(Collected data)
//! Aggregate check statistics.
//!
//! # Responsibilities
//! - Count outcomes per classification
//! - Track running sum / min / max latency over online checks
//! - Stay lock-free under concurrent folds from every worker
//!
//! # Design Decisions
//! - Latency aggregates are f64 bit patterns in `AtomicU64`, updated with
//!   optimistic compare-and-swap retry loops; the folds are commutative
//!   (sum, min, max, count) so the final values are order-independent
//! - `total` and the per-classification counter are two separate atomic
//!   increments; the accumulator is only read once the pool is idle, so no
//!   reader can observe the gap between them

use std::sync::atomic::{AtomicU64, AtomicUsize, Ordering};

use crate::catalog::ServerStatus;
use crate::checker::probe::Outcome;

/// Lock-free statistics accumulator shared by every check worker.
#[derive(Debug)]
pub struct CheckStats {
    total: AtomicUsize,
    online: AtomicUsize,
    offline: AtomicUsize,
    timeout: AtomicUsize,
    error: AtomicUsize,
    /// f64 bits; sum of online latencies.
    sum_latency_ms: AtomicU64,
    /// f64 bits; +inf until the first online check.
    min_latency_ms: AtomicU64,
    /// f64 bits; 0.0 until the first online check.
    max_latency_ms: AtomicU64,
}

impl CheckStats {
    pub fn new() -> Self {
        Self {
            total: AtomicUsize::new(0),
            online: AtomicUsize::new(0),
            offline: AtomicUsize::new(0),
            timeout: AtomicUsize::new(0),
            error: AtomicUsize::new(0),
            sum_latency_ms: AtomicU64::new(0f64.to_bits()),
            min_latency_ms: AtomicU64::new(f64::INFINITY.to_bits()),
            max_latency_ms: AtomicU64::new(0f64.to_bits()),
        }
    }

    /// Fold one outcome into the totals. Latency aggregates move only for
    /// online outcomes with a non-negative latency.
    pub fn record(&self, outcome: &Outcome) {
        self.total.fetch_add(1, Ordering::AcqRel);

        match outcome.status {
            ServerStatus::Online => self.online.fetch_add(1, Ordering::AcqRel),
            ServerStatus::Offline => self.offline.fetch_add(1, Ordering::AcqRel),
            ServerStatus::Timeout => self.timeout.fetch_add(1, Ordering::AcqRel),
            ServerStatus::Error | ServerStatus::Unknown => {
                self.error.fetch_add(1, Ordering::AcqRel)
            }
        };

        if outcome.status == ServerStatus::Online && outcome.latency_ms >= 0.0 {
            self.add_latency(outcome.latency_ms);
            self.lower_min(outcome.latency_ms);
            self.raise_max(outcome.latency_ms);
        }
    }

    /// Add to the running sum: read, compute, attempt the swap, retry on
    /// contention. Never blocks, never loses an update.
    fn add_latency(&self, latency_ms: f64) {
        let mut current = self.sum_latency_ms.load(Ordering::Acquire);
        loop {
            let next = (f64::from_bits(current) + latency_ms).to_bits();
            match self.sum_latency_ms.compare_exchange_weak(
                current,
                next,
                Ordering::AcqRel,
                Ordering::Acquire,
            ) {
                Ok(_) => return,
                Err(observed) => current = observed,
            }
        }
    }

    /// Lower the running minimum. The loop stops once the current value is
    /// no longer larger than the candidate.
    fn lower_min(&self, latency_ms: f64) {
        let mut current = self.min_latency_ms.load(Ordering::Acquire);
        while latency_ms < f64::from_bits(current) {
            match self.min_latency_ms.compare_exchange_weak(
                current,
                latency_ms.to_bits(),
                Ordering::AcqRel,
                Ordering::Acquire,
            ) {
                Ok(_) => return,
                Err(observed) => current = observed,
            }
        }
    }

    /// Raise the running maximum, symmetric to [`Self::lower_min`].
    fn raise_max(&self, latency_ms: f64) {
        let mut current = self.max_latency_ms.load(Ordering::Acquire);
        while latency_ms > f64::from_bits(current) {
            match self.max_latency_ms.compare_exchange_weak(
                current,
                latency_ms.to_bits(),
                Ordering::AcqRel,
                Ordering::Acquire,
            ) {
                Ok(_) => return,
                Err(observed) => current = observed,
            }
        }
    }

    /// Point-in-time copy of all fields.
    pub fn snapshot(&self) -> StatsSnapshot {
        StatsSnapshot {
            total: self.total.load(Ordering::Acquire),
            online: self.online.load(Ordering::Acquire),
            offline: self.offline.load(Ordering::Acquire),
            timeout: self.timeout.load(Ordering::Acquire),
            error: self.error.load(Ordering::Acquire),
            sum_latency_ms: f64::from_bits(self.sum_latency_ms.load(Ordering::Acquire)),
            min_latency_ms: f64::from_bits(self.min_latency_ms.load(Ordering::Acquire)),
            max_latency_ms: f64::from_bits(self.max_latency_ms.load(Ordering::Acquire)),
        }
    }
}

impl Default for CheckStats {
    fn default() -> Self {
        Self::new()
    }
}

/// Copied-out view of the accumulator.
#[derive(Debug, Clone, Copy, PartialEq)]
pub struct StatsSnapshot {
    pub total: usize,
    pub online: usize,
    pub offline: usize,
    pub timeout: usize,
    pub error: usize,
    pub sum_latency_ms: f64,
    pub min_latency_ms: f64,
    pub max_latency_ms: f64,
}

impl StatsSnapshot {
    /// Mean online latency, computed on demand; 0 when nothing was online.
    pub fn average_latency_ms(&self) -> f64 {
        if self.online == 0 {
            0.0
        } else {
            self.sum_latency_ms / self.online as f64
        }
    }
}

#[cfg(test)]
mod tests {
    use super::*;

    fn outcome(status: ServerStatus, latency_ms: f64) -> Outcome {
        Outcome {
            status,
            latency_ms,
            response_code: None,
        }
    }

    #[test]
    fn fresh_accumulator_holds_sentinels() {
        let snapshot = CheckStats::new().snapshot();
        assert_eq!(snapshot.total, 0);
        assert_eq!(snapshot.min_latency_ms, f64::INFINITY);
        assert_eq!(snapshot.max_latency_ms, 0.0);
        assert_eq!(snapshot.average_latency_ms(), 0.0);
    }

    #[test]
    fn categories_conserve_total() {
        let stats = CheckStats::new();
        stats.record(&outcome(ServerStatus::Online, 10.0));
        stats.record(&outcome(ServerStatus::Online, 30.0));
        stats.record(&outcome(ServerStatus::Offline, 5.0));
        stats.record(&outcome(ServerStatus::Timeout, 0.0));
        stats.record(&outcome(ServerStatus::Error, 0.0));

        let snapshot = stats.snapshot();
        assert_eq!(snapshot.total, 5);
        assert_eq!(
            snapshot.total,
            snapshot.online + snapshot.offline + snapshot.timeout + snapshot.error
        );
    }

    #[test]
    fn latency_aggregates_cover_online_only() {
        let stats = CheckStats::new();
        stats.record(&outcome(ServerStatus::Online, 20.0));
        stats.record(&outcome(ServerStatus::Online, 40.0));
        // Non-online latencies must not move the aggregates.
        stats.record(&outcome(ServerStatus::Offline, 500.0));
        stats.record(&outcome(ServerStatus::Timeout, 10000.0));

        let snapshot = stats.snapshot();
        assert_eq!(snapshot.sum_latency_ms, 60.0);
        assert_eq!(snapshot.min_latency_ms, 20.0);
        assert_eq!(snapshot.max_latency_ms, 40.0);
        assert_eq!(snapshot.average_latency_ms(), 30.0);
    }

    #[test]
    fn min_never_rises_and_max_never_drops() {
        let stats = CheckStats::new();
        for latency in [50.0, 5.0, 100.0, 25.0] {
            stats.record(&outcome(ServerStatus::Online, latency));
        }

        let snapshot = stats.snapshot();
        assert_eq!(snapshot.min_latency_ms, 5.0);
        assert_eq!(snapshot.max_latency_ms, 100.0);
    }
}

AIM OF THE TASK -> Give the data again, exactly as written.

EXERCISE RESULT ->
//! Aggregate check statistics.
//!
//! # Responsibilities
//! - Count outcomes per classification
//! - Track running sum / min / max latency over online checks
//! - Stay lock-free under concurrent folds from every worker
//!
//! # Design Decisions
//! - Latency aggregates are f64 bit patterns in `AtomicU64`, updated with
//!   optimistic compare-and-swap retry loops; the folds are commutative
//!   (sum, min, max, count) so the final values are order-independent
//! - `total` and the per-classification counter are two separate atomic
//!   increments; the accumulator is only read once the pool is idle, so no
//!   reader can observe the gap between them

use std::sync::atomic::{AtomicU64, AtomicUsize, Ordering};

use crate::catalog::ServerStatus;
use crate::checker::probe::Outcome;

/// Lock-free statistics accumulator shared by every check worker.
#[derive(Debug)]
pub struct CheckStats {
    total: AtomicUsize,
    online: AtomicUsize,
    offline: AtomicUsize,
    timeout: AtomicUsize,
    error: AtomicUsize,
    /// f64 bits; sum of online latencies.
    sum_latency_ms: AtomicU64,
    /// f64 bits; +inf until the first online check.
    min_latency_ms: AtomicU64,
    /// f64 bits; 0.0 until the first online check.
    max_latency_ms: AtomicU64,
}

impl CheckStats {
    pub fn new() -> Self {
        Self {
            total: AtomicUsize::new(0),
            online: AtomicUsize::new(0),
            offline: AtomicUsize::new(0),
            timeout: AtomicUsize::new(0),
            error: AtomicUsize::new(0),
            sum_latency_ms: AtomicU64::new(0f64.to_bits()),
            min_latency_ms: AtomicU64::new(f64::INFINITY.to_bits()),
            max_latency_ms: AtomicU64::new(0f64.to_bits()),
        }
    }

    /// Fold one outcome into the totals. Latency aggregates move only for
    /// online outcomes with a non-negative latency.
    pub fn record(&self, outcome: &Outcome) {
        self.total.fetch_add(1, Ordering::AcqRel);

        match outcome.status {
            ServerStatus::Online => self.online.fetch_add(1, Ordering::AcqRel),
            ServerStatus::Offline => self.offline.fetch_add(1, Ordering::AcqRel),
            ServerStatus::Timeout => self.timeout.fetch_add(1, Ordering::AcqRel),
            ServerStatus::Error | ServerStatus::Unknown => {
                self.error.fetch_add(1, Ordering::AcqRel)
            }
        };

        if outcome.status == ServerStatus::Online && outcome.latency_ms >= 0.0 {
            self.add_latency(outcome.latency_ms);
            self.lower_min(outcome.latency_ms);
            self.raise_max(outcome.latency_ms);
        }
    }

    /// Add to the running sum: read, compute, attempt the swap, retry on
    /// contention. Never blocks, never loses an update.
    fn add_latency(&self, latency_ms: f64) {
        let mut current = self.sum_latency_ms.load(Ordering::Acquire);
        loop {
            let next = (f64::from_bits(current) + latency_ms).to_bits();
            match self.sum_latency_ms.compare_exchange_weak(
                current,
                next,
                Ordering::AcqRel,
                Ordering::Acquire,
            ) {
                Ok(_) => return,
                Err(observed) => current = observed,
            }
        }
    }

    /// Lower the running minimum. The loop stops once the current value is
    /// no longer larger than the candidate.
    fn lower_min(&self, latency_ms: f64) {
        let mut current = self.min_latency_ms.load(Ordering::Acquire);
        while latency_ms < f64::from_bits(current) {
            match self.min_latency_ms.compare_exchange_weak(
                current,
                latency_ms.to_bits(),
                Ordering::AcqRel,
                Ordering::Acquire,
            ) {
                Ok(_) => return,
                Err(observed) => current = observed,
            }
        }
    }

    /// Raise the running maximum, symmetric to [`Self::lower_min`].
    fn raise_max(&self, latency_ms: f64) {
        let mut current = self.max_latency_ms.load(Ordering::Acquire);
        while latency_ms > f64::from_bits(current) {
            match self.max_latency_ms.compare_exchange_weak(
                current,
                latency_ms.to_bits(),
                Ordering::AcqRel,
                Ordering::Acquire,
            ) {
                Ok(_) => return,
                Err(observed) => current = observed,
            }
        }
    }

    /// Point-in-time copy of all fields.
    pub fn snapshot(&self) -> StatsSnapshot {
        StatsSnapshot {
            total: self.total.load(Ordering::Acquire),
            online: self.online.load(Ordering::Acquire),
            offline: self.offline.load(Ordering::Acquire),
            timeout: self.timeout.load(Ordering::Acquire),
            error: self.error.load(Ordering::Acquire),
            sum_latency_ms: f64::from_bits(self.sum_latency_ms.load(Ordering::Acquire)),
            min_latency_ms: f64::from_bits(self.min_latency_ms.load(Ordering::Acquire)),
            max_latency_ms: f64::from_bits(self.max_latency_ms.load(Ordering::Acquire)),
        }
    }
}

impl Default for CheckStats {
    fn default() -> Self {
        Self::new()
    }
}

/// Copied-out view of the accumulator.
#[derive(Debug, Clone, Copy, PartialEq)]
pub struct StatsSnapshot {
    pub total: usize,
    pub online: usize,
    pub offline: usize,
    pub timeout: usize,
    pub error: usize,
    pub sum_latency_ms: f64,
    pub min_latency_ms: f64,
    pub max_latency_ms: f64,
}

impl StatsSnapshot {
    /// Mean online latency, computed on demand; 0 when nothing was online.
    pub fn average_latency_ms(&self) -> f64 {
        if self.online == 0 {
            0.0
        } else {
            self.sum_latency_ms / self.online as f64
        }
    }
}

#[cfg(test)]
mod tests {
    use super::*;

    fn outcome(status: ServerStatus, latency_ms: f64) -> Outcome {
        Outcome {
            status,
            latency_ms,
            response_code: None,
        }
    }

    #[test]
    fn fresh_accumulator_holds_sentinels() {
        let snapshot = CheckStats::new().snapshot();
        assert_eq!(snapshot.total, 0);
        assert_eq!(snapshot.min_latency_ms, f64::INFINITY);
        assert_eq!(snapshot.max_latency_ms, 0.0);
        assert_eq!(snapshot.average_latency_ms(), 0.0);
    }

    #[test]
    fn categories_conserve_total() {
        let stats = CheckStats::new();
        stats.record(&outcome(ServerStatus::Online, 10.0));
        stats.record(&outcome(ServerStatus::Online, 30.0));
        stats.record(&outcome(ServerStatus::Offline, 5.0));
        stats.record(&outcome(ServerStatus::Timeout, 0.0));
        stats.record(&outcome(ServerStatus::Error, 0.0));

        let snapshot = stats.snapshot();
        assert_eq!(snapshot.total, 5);
        assert_eq!(
            snapshot.total,
            snapshot.online + snapshot.offline + snapshot.timeout + snapshot.error
        );
    }

    #[test]
    fn latency_aggregates_cover_online_only() {
        let stats = CheckStats::new();
        stats.record(&outcome(ServerStatus::Online, 20.0));
        stats.record(&outcome(ServerStatus::Online, 40.0));
        // Non-online latencies must not move the aggregates.
        stats.record(&outcome(ServerStatus::Offline, 500.0));
        stats.record(&outcome(ServerStatus::Timeout, 10000.0));

        let snapshot = stats.snapshot();
        assert_eq!(snapshot.sum_latency_ms, 60.0);
        assert_eq!(snapshot.min_latency_ms, 20.0);
        assert_eq!(snapshot.max_latency_ms, 40.0);
        assert_eq!(snapshot.average_latency_ms(), 30.0);
    }

    #[test]
    fn min_never_rises_and_max_never_drops() {
        let stats = CheckStats::new();
        for latency in [50.0, 5.0, 100.0, 25.0] {
            stats.record(&outcome(ServerStatus::Online, latency));
        }

        let snapshot = stats.snapshot();
        assert_eq!(snapshot.min_latency_ms, 5.0);
        assert_eq!(snapshot.max_latency_ms, 100.0);
    }
}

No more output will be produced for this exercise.